(Collected data)
════════════════════

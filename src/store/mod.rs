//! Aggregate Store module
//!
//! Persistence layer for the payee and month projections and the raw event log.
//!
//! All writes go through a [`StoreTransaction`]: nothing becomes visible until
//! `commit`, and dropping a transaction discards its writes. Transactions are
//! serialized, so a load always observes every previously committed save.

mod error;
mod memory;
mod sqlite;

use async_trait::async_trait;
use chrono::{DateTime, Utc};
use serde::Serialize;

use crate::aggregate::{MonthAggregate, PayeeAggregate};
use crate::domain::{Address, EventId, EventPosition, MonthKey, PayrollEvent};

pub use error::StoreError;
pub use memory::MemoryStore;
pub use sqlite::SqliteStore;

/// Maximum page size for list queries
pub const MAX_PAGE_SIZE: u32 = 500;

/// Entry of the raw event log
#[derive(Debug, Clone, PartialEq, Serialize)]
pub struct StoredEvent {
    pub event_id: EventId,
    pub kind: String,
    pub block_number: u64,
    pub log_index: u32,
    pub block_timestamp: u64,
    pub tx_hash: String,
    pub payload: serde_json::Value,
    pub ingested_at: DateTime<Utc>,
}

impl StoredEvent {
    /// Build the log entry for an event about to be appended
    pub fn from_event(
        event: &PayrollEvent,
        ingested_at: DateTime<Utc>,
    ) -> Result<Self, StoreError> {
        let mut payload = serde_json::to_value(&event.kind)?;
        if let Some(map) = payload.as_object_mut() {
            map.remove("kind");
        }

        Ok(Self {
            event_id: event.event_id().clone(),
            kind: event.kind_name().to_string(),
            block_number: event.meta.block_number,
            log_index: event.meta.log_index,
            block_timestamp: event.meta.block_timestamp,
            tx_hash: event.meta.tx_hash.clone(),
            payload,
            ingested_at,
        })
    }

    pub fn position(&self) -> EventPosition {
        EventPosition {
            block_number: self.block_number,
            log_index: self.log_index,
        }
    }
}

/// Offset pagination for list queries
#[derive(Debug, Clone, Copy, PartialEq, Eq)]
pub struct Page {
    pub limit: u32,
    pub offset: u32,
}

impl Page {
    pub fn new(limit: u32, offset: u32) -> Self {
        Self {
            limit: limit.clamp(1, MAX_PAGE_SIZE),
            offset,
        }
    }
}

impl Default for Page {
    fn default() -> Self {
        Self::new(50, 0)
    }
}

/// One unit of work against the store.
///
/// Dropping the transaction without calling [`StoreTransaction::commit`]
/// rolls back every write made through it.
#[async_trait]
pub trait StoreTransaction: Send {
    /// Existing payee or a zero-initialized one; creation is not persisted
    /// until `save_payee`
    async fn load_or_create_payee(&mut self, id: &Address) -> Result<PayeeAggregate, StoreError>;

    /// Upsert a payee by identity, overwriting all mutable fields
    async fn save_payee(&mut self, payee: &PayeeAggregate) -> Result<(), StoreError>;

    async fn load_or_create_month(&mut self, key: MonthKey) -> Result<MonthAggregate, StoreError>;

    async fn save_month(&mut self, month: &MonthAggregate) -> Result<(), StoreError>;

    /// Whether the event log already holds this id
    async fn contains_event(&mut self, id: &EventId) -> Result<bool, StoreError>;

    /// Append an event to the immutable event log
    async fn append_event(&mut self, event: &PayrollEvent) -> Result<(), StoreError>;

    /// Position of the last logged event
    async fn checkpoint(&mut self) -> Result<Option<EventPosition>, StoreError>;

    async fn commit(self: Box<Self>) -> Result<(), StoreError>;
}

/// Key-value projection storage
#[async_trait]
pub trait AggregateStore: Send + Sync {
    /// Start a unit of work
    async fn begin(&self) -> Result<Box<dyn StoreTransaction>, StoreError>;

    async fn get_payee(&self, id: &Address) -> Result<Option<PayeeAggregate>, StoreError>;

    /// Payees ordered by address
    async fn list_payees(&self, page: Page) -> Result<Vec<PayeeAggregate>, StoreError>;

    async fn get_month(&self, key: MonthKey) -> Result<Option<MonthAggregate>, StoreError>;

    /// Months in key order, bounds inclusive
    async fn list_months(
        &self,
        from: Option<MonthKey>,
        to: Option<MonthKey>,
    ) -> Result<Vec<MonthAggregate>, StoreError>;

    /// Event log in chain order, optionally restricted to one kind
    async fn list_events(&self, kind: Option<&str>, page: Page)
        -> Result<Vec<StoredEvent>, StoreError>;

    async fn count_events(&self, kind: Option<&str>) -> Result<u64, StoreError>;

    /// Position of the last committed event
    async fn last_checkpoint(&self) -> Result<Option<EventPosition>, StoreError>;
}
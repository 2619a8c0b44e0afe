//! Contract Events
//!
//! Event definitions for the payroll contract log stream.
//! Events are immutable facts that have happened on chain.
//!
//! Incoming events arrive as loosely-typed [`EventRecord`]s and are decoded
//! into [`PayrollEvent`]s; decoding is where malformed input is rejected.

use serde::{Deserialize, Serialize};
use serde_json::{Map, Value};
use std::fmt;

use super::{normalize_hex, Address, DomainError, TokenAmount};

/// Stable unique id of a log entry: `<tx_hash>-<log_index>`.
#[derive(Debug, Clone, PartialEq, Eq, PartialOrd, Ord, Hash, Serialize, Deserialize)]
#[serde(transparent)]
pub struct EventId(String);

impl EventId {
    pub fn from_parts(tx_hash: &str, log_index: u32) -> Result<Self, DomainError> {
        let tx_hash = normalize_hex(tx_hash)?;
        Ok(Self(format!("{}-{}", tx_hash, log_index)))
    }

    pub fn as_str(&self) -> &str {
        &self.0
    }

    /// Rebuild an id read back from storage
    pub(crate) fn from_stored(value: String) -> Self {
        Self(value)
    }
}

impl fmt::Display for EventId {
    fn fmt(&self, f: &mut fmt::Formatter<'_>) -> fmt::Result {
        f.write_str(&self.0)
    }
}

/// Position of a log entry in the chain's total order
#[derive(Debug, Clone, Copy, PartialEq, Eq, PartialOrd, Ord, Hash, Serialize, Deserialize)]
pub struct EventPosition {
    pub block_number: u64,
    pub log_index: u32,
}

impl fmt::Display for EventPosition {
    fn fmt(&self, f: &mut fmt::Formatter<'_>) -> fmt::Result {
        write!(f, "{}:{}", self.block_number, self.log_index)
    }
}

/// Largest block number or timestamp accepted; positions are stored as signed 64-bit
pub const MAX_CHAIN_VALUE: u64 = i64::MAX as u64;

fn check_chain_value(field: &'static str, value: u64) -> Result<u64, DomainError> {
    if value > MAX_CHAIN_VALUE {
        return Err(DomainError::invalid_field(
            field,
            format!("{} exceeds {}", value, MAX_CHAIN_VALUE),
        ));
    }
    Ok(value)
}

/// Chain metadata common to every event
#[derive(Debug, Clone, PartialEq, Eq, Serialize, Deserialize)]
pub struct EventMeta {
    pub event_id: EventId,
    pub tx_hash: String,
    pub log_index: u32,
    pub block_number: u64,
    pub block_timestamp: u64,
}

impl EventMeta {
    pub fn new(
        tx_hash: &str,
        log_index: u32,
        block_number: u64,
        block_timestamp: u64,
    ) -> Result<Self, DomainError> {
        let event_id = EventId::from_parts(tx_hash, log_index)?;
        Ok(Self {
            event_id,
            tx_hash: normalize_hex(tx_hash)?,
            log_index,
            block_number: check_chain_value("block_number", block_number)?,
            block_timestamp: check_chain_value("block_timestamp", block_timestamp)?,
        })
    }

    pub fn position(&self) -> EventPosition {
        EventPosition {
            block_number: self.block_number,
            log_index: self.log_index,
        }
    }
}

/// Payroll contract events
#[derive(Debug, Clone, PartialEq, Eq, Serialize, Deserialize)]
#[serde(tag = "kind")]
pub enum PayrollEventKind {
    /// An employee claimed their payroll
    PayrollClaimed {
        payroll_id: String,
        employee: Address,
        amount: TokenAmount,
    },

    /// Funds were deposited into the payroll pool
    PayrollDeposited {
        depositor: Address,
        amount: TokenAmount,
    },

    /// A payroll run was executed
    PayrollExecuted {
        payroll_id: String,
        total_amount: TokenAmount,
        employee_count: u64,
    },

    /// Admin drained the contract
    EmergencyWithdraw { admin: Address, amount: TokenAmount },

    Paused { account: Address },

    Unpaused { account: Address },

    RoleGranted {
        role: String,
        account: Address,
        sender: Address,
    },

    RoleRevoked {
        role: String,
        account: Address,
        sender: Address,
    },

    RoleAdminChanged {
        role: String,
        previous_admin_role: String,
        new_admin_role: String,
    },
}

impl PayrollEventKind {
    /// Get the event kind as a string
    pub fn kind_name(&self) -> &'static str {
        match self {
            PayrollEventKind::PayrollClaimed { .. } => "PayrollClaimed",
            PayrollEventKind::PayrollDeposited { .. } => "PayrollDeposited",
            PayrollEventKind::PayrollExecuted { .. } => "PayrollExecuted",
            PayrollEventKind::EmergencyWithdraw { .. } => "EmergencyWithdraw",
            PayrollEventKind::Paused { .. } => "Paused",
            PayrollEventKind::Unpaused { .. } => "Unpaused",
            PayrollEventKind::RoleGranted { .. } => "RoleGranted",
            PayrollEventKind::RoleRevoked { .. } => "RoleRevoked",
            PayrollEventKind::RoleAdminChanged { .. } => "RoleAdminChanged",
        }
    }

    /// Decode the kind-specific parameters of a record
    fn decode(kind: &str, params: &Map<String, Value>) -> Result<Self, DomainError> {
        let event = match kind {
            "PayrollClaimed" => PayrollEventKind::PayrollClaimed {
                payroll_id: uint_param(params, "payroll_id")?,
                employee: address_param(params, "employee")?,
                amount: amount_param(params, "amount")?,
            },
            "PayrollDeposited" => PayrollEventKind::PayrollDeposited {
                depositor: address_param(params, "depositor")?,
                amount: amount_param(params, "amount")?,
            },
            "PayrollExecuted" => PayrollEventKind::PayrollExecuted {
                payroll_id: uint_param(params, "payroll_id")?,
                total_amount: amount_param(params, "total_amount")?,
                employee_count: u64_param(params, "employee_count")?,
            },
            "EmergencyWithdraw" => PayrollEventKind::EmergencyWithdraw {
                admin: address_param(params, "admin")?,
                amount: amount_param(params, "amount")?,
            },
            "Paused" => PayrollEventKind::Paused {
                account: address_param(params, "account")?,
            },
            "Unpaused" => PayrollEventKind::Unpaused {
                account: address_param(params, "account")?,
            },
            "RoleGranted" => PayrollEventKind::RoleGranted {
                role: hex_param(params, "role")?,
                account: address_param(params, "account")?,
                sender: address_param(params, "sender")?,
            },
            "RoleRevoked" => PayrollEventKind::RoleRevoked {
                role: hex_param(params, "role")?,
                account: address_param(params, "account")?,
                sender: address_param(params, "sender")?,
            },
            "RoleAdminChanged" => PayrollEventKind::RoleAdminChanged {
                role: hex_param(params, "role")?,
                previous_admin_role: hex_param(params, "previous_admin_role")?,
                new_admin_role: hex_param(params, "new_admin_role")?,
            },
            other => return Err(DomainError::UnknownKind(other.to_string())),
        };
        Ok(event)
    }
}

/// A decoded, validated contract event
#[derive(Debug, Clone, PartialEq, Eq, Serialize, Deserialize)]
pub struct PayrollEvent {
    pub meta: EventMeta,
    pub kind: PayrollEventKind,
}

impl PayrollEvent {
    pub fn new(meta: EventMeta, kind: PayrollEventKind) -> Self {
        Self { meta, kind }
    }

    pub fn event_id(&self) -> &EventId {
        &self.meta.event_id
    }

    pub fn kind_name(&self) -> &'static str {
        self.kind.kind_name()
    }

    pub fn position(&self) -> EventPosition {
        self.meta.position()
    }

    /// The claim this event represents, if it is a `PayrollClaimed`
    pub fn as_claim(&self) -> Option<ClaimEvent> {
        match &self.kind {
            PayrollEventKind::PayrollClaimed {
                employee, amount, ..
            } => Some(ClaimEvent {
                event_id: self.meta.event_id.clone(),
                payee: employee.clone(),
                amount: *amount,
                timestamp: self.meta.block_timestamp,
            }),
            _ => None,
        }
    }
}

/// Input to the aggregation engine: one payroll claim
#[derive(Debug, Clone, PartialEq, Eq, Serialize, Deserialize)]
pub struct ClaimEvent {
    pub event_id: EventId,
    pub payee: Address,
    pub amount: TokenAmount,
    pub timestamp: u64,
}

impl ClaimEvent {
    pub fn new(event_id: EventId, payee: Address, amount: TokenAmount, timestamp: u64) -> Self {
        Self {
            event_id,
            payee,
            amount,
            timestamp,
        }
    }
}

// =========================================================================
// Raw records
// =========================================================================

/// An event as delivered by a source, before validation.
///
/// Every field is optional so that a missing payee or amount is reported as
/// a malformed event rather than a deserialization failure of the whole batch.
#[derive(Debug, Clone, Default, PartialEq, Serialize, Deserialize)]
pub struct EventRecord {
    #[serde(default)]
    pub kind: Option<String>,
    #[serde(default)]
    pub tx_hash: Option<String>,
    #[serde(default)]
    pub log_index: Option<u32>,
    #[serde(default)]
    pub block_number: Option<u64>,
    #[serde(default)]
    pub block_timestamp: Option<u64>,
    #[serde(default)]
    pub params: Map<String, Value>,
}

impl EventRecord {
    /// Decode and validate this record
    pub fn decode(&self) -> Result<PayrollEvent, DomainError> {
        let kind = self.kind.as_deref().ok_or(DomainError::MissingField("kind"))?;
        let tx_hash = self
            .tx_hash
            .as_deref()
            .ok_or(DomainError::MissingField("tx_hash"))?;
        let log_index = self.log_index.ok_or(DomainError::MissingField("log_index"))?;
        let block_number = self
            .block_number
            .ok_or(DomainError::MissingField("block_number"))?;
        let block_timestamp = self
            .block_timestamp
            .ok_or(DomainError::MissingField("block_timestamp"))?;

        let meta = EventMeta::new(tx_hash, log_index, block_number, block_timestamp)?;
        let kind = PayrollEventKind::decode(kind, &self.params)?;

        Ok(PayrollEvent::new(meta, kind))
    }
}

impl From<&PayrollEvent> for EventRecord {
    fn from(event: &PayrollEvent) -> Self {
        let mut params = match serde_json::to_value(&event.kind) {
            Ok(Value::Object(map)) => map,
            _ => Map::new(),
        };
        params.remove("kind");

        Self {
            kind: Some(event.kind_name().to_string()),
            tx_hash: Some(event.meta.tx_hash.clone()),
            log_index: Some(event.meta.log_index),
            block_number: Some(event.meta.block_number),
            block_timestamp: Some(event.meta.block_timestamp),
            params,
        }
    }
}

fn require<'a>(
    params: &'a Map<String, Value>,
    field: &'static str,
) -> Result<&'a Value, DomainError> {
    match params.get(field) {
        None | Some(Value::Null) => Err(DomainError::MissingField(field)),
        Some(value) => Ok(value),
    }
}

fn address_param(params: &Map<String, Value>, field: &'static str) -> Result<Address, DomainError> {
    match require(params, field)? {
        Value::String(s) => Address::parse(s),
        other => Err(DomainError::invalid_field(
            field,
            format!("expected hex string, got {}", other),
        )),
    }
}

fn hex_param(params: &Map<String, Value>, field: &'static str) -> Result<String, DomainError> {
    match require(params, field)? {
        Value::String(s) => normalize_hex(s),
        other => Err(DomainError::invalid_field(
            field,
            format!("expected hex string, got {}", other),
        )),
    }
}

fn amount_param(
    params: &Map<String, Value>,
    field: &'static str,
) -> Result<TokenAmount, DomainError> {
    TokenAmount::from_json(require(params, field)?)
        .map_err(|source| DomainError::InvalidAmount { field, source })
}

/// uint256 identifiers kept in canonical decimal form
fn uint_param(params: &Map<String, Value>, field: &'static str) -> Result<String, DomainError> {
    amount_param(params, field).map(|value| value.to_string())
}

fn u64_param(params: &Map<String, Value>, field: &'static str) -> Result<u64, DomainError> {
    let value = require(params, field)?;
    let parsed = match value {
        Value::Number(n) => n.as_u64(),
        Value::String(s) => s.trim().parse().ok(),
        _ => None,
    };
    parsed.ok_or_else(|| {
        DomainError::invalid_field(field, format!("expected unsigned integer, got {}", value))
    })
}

════════════════════

> **Your objective**: Please reproduce, exactly as written, the lines of the records from the first line through the one containing "use serde::Serialize;".

> **Task response**:
filename src/store/mod.rs
//! Aggregate Store module
//!
//! Persistence layer for the payee and month projections and the raw event log.
//!
//! All writes go through a [`StoreTransaction`]: nothing becomes visible until
//! `commit`, and dropping a transaction discards its writes. Transactions are
//! serialized, so a load always observes every previously committed save.

mod error;
mod memory;
mod sqlite;

use async_trait::async_trait;
use chrono::{DateTime, Utc};
use serde::Serialize;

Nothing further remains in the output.